- What you will do -
From the data below, return the exact lines starting at the line containing "fn function_with_args_flags() ->" and ending at the line containing "Command that ignores", both included, and nothing else.

[Start of Attachment]

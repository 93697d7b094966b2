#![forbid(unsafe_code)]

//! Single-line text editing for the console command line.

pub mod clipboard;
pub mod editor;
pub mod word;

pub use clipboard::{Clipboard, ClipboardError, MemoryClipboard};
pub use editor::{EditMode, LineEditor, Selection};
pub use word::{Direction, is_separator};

[End of Attachment]
[Start of Attachment]

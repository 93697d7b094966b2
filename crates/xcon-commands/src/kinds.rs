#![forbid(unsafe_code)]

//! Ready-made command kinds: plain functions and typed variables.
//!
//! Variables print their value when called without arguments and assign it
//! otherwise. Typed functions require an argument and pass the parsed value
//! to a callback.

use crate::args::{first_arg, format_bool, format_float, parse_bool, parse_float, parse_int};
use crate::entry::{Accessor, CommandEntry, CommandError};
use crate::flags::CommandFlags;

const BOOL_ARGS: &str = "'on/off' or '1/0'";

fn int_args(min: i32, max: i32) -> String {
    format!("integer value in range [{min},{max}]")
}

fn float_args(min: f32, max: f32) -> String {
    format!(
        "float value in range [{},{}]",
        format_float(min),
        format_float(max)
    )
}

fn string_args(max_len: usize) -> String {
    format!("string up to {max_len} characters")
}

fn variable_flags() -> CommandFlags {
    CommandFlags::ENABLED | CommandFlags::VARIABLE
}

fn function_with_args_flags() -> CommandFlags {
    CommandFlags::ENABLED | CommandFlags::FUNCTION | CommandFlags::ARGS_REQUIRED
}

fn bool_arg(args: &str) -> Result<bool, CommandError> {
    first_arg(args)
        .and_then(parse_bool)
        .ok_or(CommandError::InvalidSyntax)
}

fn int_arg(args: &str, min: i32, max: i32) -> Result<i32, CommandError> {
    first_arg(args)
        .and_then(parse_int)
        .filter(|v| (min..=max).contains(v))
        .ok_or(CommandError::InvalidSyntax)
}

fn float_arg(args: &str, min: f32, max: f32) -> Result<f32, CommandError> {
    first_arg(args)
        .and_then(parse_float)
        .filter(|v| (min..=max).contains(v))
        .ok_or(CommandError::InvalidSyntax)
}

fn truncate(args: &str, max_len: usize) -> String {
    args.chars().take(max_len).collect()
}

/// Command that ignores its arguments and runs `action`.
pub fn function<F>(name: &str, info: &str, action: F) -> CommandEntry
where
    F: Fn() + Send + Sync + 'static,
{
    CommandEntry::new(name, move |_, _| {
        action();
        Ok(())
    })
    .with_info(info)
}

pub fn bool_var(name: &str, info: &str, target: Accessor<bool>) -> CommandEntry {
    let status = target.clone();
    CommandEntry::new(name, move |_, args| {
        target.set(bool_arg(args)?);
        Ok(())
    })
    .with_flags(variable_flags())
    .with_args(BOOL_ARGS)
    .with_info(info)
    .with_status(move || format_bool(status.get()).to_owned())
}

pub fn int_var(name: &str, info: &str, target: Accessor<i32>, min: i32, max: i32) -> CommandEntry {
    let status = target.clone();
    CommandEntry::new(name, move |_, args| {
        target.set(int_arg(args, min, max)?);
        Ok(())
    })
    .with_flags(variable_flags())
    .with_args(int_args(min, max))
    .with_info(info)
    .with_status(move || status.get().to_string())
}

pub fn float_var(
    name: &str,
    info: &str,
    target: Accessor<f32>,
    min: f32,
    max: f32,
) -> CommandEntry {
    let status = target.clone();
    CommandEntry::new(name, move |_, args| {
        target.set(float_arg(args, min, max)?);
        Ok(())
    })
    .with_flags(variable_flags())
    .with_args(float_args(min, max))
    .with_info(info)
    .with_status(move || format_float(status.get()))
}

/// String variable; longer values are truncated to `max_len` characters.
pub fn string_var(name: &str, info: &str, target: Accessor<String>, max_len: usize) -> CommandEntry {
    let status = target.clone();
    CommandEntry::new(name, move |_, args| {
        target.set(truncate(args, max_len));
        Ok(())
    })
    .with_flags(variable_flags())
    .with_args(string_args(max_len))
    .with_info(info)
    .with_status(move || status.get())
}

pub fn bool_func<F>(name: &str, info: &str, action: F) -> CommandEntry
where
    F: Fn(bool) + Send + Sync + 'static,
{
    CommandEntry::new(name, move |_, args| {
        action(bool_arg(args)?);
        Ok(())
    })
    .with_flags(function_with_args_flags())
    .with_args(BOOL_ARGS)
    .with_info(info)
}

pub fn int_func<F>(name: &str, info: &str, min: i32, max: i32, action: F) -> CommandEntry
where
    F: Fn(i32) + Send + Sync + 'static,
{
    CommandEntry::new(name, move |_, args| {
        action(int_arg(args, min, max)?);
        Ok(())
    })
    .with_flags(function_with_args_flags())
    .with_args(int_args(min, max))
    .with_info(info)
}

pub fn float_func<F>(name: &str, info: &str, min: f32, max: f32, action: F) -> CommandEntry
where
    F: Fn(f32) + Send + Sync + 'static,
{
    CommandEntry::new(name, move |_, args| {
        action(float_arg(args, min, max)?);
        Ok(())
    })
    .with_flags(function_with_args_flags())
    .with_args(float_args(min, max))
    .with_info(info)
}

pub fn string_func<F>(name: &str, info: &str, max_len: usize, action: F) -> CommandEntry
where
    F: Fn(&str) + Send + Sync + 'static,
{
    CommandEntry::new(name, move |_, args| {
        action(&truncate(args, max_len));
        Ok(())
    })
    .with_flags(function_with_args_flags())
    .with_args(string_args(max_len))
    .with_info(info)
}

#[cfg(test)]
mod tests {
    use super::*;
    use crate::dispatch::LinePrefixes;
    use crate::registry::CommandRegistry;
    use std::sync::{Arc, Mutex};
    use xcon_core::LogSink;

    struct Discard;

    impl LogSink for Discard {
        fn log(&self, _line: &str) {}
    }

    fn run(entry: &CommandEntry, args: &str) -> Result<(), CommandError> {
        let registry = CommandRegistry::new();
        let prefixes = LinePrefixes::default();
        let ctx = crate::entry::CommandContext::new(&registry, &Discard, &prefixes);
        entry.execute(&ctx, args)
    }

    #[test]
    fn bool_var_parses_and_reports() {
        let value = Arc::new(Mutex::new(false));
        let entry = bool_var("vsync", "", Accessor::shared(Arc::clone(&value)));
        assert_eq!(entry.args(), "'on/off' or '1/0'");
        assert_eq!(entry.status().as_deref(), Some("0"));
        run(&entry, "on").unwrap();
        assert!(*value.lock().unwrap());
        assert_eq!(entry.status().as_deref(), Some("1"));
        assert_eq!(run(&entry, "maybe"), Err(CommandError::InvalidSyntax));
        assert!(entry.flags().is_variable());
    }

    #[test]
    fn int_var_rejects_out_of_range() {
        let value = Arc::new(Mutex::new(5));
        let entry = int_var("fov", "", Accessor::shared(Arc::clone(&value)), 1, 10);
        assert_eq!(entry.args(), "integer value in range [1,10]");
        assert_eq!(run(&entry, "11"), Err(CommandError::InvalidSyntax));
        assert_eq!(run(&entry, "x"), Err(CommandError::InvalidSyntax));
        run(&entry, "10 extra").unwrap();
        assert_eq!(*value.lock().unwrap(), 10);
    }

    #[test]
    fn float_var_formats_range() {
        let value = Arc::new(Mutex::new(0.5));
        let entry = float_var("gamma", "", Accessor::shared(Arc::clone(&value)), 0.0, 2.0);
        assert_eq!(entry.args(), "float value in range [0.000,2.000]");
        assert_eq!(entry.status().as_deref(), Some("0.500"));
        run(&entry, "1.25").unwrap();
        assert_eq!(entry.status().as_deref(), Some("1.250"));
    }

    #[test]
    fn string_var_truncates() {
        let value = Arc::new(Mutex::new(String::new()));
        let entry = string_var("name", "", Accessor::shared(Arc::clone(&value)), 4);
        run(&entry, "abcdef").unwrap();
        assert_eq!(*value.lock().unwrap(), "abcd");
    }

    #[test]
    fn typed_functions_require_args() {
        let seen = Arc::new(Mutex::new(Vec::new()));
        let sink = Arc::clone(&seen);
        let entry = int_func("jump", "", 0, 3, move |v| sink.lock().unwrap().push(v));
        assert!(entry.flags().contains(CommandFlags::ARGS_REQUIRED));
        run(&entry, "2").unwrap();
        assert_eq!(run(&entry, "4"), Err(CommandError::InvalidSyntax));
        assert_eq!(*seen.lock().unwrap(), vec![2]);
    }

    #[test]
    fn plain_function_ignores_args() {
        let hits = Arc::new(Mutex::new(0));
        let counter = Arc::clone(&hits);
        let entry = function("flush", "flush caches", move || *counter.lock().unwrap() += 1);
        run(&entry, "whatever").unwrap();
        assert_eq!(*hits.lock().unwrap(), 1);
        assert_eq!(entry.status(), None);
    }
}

[End of Attachment]

- Result -
fn function_with_args_flags() -> CommandFlags {
    CommandFlags::ENABLED | CommandFlags::FUNCTION | CommandFlags::ARGS_REQUIRED
}

fn bool_arg(args: &str) -> Result<bool, CommandError> {
    first_arg(args)
        .and_then(parse_bool)
        .ok_or(CommandError::InvalidSyntax)
}

fn int_arg(args: &str, min: i32, max: i32) -> Result<i32, CommandError> {
    first_arg(args)
        .and_then(parse_int)
        .filter(|v| (min..=max).contains(v))
        .ok_or(CommandError::InvalidSyntax)
}

fn float_arg(args: &str, min: f32, max: f32) -> Result<f32, CommandError> {
    first_arg(args)
        .and_then(parse_float)
        .filter(|v| (min..=max).contains(v))
        .ok_or(CommandError::InvalidSyntax)
}

fn truncate(args: &str, max_len: usize) -> String {
    args.chars().take(max_len).collect()
}

/// Command that ignores its arguments and runs `action`.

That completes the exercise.